# ASSIGNMENT
From the entries below, please output exactly the lines starting at the one containing "filename src/models/request.rs" and ending at the one containing "of this state", both included.
+---+
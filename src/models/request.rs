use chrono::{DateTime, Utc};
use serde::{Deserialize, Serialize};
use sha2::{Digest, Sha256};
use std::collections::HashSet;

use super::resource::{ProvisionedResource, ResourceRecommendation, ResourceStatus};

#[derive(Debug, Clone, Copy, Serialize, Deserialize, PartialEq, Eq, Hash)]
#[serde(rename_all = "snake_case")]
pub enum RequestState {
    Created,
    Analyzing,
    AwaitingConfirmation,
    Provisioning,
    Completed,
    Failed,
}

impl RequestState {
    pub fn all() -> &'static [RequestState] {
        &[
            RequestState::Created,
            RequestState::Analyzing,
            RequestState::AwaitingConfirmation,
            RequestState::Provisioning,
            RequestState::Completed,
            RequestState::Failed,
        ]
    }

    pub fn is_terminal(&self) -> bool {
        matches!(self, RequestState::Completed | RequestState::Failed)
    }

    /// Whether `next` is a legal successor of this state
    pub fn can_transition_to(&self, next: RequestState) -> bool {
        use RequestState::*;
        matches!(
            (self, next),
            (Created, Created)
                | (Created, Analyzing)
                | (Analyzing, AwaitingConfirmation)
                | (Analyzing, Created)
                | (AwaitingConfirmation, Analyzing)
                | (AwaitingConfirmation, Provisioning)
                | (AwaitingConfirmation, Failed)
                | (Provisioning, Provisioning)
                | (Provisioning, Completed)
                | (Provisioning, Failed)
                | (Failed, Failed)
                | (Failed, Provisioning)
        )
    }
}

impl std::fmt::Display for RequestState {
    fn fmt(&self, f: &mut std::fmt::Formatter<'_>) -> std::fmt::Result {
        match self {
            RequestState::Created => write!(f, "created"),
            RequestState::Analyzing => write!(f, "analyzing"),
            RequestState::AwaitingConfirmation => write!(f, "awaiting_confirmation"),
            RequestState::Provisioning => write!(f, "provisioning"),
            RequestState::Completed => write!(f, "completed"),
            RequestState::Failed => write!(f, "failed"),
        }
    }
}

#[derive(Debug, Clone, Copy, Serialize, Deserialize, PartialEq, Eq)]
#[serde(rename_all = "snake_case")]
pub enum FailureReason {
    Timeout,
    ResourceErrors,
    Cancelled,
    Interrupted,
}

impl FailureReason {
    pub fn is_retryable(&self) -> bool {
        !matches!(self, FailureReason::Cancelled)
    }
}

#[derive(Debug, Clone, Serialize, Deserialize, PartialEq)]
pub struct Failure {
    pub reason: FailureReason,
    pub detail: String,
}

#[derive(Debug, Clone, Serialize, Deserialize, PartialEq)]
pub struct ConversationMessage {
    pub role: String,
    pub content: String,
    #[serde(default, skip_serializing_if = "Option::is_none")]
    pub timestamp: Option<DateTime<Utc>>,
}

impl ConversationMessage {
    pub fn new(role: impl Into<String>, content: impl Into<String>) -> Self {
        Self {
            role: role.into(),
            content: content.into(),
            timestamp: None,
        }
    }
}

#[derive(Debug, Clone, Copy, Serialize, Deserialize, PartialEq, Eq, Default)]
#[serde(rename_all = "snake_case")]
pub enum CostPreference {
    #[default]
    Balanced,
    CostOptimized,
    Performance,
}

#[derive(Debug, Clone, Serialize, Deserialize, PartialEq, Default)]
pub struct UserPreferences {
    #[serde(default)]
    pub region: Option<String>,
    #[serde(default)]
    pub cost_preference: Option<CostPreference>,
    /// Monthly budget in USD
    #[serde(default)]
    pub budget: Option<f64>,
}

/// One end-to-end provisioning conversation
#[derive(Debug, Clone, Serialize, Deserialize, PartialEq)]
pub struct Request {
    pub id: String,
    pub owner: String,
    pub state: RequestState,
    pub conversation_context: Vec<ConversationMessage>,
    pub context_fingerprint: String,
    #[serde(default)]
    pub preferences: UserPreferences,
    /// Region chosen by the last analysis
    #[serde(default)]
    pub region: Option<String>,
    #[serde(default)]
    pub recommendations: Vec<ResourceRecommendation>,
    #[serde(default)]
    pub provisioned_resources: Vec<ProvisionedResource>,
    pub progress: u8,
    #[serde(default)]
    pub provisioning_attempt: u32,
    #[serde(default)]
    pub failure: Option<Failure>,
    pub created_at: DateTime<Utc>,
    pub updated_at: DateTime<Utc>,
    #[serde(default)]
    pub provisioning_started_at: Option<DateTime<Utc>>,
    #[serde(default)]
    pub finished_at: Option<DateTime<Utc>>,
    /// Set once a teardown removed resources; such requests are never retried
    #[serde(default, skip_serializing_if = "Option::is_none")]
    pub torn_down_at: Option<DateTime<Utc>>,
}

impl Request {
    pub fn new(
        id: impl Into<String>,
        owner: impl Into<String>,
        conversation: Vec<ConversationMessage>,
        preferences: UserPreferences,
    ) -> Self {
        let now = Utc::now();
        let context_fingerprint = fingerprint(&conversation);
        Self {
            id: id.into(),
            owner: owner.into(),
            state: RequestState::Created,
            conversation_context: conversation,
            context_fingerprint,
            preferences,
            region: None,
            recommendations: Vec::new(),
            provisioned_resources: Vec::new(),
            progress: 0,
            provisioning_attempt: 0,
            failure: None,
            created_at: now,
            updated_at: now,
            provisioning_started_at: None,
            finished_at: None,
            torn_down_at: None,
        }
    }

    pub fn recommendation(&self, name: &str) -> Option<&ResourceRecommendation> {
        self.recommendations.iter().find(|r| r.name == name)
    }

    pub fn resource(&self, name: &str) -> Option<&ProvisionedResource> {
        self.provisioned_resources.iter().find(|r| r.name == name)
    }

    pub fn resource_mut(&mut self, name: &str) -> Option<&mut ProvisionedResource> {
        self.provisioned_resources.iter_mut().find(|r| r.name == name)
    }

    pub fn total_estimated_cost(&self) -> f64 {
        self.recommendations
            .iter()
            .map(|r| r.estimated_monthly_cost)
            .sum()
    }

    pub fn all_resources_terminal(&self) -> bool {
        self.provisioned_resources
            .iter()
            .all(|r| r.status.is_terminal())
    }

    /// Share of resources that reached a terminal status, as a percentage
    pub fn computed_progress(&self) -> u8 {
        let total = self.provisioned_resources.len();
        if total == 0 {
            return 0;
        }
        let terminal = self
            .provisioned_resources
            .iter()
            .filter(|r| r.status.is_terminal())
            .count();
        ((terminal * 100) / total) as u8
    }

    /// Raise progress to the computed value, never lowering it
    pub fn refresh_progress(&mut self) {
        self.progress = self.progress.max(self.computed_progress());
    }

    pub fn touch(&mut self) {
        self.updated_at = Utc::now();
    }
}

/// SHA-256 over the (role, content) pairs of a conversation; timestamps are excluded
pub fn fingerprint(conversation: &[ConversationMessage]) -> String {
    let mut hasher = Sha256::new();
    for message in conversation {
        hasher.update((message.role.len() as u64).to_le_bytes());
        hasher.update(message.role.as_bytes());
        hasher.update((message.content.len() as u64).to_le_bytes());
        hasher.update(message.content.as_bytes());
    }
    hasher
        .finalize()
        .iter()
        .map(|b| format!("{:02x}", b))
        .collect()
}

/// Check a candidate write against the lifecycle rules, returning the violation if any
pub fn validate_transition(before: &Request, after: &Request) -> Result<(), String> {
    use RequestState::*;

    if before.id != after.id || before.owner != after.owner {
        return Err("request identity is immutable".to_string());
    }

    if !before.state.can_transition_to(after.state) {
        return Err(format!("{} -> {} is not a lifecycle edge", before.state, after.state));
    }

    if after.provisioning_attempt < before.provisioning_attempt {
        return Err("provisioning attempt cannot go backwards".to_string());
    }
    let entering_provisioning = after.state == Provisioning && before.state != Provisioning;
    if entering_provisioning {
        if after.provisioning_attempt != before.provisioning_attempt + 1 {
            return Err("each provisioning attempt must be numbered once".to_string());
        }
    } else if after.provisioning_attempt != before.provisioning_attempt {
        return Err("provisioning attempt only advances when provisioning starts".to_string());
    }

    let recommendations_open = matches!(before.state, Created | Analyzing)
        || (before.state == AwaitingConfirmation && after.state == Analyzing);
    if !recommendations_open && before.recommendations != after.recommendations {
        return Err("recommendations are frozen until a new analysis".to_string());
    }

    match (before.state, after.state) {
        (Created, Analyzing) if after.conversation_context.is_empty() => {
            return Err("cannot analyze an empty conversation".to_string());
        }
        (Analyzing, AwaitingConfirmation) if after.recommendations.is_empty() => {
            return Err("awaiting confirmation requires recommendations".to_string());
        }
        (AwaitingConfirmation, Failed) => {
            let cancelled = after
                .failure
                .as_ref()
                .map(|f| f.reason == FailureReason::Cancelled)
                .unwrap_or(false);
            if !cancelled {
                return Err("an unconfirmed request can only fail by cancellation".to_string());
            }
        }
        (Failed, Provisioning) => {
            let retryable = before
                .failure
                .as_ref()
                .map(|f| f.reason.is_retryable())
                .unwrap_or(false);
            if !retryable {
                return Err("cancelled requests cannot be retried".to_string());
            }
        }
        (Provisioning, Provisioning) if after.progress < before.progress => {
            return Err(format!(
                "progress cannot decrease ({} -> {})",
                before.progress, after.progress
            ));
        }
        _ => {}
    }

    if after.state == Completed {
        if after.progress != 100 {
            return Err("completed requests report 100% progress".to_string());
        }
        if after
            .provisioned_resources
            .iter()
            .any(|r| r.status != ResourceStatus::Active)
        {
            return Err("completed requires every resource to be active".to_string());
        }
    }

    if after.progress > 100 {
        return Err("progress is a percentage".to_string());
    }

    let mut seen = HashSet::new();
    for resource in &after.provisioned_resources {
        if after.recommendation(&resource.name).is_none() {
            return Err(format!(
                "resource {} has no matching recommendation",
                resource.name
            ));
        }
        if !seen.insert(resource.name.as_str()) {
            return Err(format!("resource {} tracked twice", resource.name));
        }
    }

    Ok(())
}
+---+
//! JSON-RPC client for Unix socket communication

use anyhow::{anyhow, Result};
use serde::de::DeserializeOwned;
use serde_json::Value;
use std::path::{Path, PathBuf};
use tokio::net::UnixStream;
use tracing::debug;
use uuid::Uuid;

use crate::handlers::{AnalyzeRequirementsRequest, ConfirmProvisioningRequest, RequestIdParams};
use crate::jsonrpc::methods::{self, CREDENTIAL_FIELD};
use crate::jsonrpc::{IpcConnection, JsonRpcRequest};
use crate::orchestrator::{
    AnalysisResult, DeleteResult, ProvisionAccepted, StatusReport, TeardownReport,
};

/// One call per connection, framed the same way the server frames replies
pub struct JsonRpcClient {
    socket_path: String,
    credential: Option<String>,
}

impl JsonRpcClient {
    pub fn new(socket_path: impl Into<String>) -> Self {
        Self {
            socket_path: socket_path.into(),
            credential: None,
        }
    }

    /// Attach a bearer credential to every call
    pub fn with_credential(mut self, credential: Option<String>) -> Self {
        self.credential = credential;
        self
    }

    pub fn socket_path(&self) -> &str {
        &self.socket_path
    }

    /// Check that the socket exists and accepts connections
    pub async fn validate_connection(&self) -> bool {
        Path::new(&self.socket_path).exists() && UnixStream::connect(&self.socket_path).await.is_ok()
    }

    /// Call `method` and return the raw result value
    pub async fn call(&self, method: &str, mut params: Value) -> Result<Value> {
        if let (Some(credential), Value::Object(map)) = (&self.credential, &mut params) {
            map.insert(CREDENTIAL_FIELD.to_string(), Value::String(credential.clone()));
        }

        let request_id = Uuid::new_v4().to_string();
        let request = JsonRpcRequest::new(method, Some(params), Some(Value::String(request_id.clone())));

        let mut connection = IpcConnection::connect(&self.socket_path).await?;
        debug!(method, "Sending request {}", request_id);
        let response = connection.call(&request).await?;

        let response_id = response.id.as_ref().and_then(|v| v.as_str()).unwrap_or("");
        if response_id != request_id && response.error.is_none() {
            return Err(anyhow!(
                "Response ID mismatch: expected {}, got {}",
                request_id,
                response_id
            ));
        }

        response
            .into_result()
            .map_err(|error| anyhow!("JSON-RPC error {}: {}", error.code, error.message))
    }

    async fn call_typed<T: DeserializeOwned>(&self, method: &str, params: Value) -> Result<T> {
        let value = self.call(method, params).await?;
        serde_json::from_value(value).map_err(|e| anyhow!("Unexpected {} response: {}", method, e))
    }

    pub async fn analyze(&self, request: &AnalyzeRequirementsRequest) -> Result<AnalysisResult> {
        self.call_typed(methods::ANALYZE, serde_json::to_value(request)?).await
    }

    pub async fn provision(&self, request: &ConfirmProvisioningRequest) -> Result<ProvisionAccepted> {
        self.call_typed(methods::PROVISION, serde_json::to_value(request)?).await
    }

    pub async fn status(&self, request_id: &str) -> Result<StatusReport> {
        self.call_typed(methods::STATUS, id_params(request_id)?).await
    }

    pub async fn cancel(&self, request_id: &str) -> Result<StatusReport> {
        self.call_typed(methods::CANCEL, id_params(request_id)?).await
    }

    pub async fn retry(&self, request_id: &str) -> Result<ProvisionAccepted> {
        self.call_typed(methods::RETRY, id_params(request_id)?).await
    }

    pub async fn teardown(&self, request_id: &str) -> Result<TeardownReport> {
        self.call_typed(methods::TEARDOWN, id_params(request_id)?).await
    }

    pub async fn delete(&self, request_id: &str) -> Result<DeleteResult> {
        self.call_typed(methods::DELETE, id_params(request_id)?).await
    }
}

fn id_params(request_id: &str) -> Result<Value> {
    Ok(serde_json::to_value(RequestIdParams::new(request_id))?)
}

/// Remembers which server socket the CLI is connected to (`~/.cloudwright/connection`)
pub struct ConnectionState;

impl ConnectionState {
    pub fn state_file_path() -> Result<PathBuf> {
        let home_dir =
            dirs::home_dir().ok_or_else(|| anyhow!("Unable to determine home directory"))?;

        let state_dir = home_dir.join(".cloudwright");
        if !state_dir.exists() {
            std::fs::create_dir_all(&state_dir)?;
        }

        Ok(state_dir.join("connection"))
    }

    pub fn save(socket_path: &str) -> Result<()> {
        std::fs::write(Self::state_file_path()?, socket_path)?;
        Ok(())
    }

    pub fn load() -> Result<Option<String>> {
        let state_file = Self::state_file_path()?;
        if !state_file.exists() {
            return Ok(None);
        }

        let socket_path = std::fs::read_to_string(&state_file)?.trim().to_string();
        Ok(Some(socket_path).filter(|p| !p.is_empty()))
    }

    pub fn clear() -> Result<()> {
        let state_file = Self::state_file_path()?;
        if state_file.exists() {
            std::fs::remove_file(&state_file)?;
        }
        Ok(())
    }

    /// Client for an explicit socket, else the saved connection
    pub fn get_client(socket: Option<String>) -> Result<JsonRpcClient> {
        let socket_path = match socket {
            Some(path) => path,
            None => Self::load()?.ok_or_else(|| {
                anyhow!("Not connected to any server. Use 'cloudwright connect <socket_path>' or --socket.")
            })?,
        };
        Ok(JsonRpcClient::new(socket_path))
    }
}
+---+
# RESPONSE TO THIS EXERCISE
filename src/models/request.rs
use chrono::{DateTime, Utc};
use serde::{Deserialize, Serialize};
use sha2::{Digest, Sha256};
use std::collections::HashSet;

use super::resource::{ProvisionedResource, ResourceRecommendation, ResourceStatus};

#[derive(Debug, Clone, Copy, Serialize, Deserialize, PartialEq, Eq, Hash)]
#[serde(rename_all = "snake_case")]
pub enum RequestState {
    Created,
    Analyzing,
    AwaitingConfirmation,
    Provisioning,
    Completed,
    Failed,
}

impl RequestState {
    pub fn all() -> &'static [RequestState] {
        &[
            RequestState::Created,
            RequestState::Analyzing,
            RequestState::AwaitingConfirmation,
            RequestState::Provisioning,
            RequestState::Completed,
            RequestState::Failed,
        ]
    }

    pub fn is_terminal(&self) -> bool {
        matches!(self, RequestState::Completed | RequestState::Failed)
    }

    /// Whether `next` is a legal successor of this state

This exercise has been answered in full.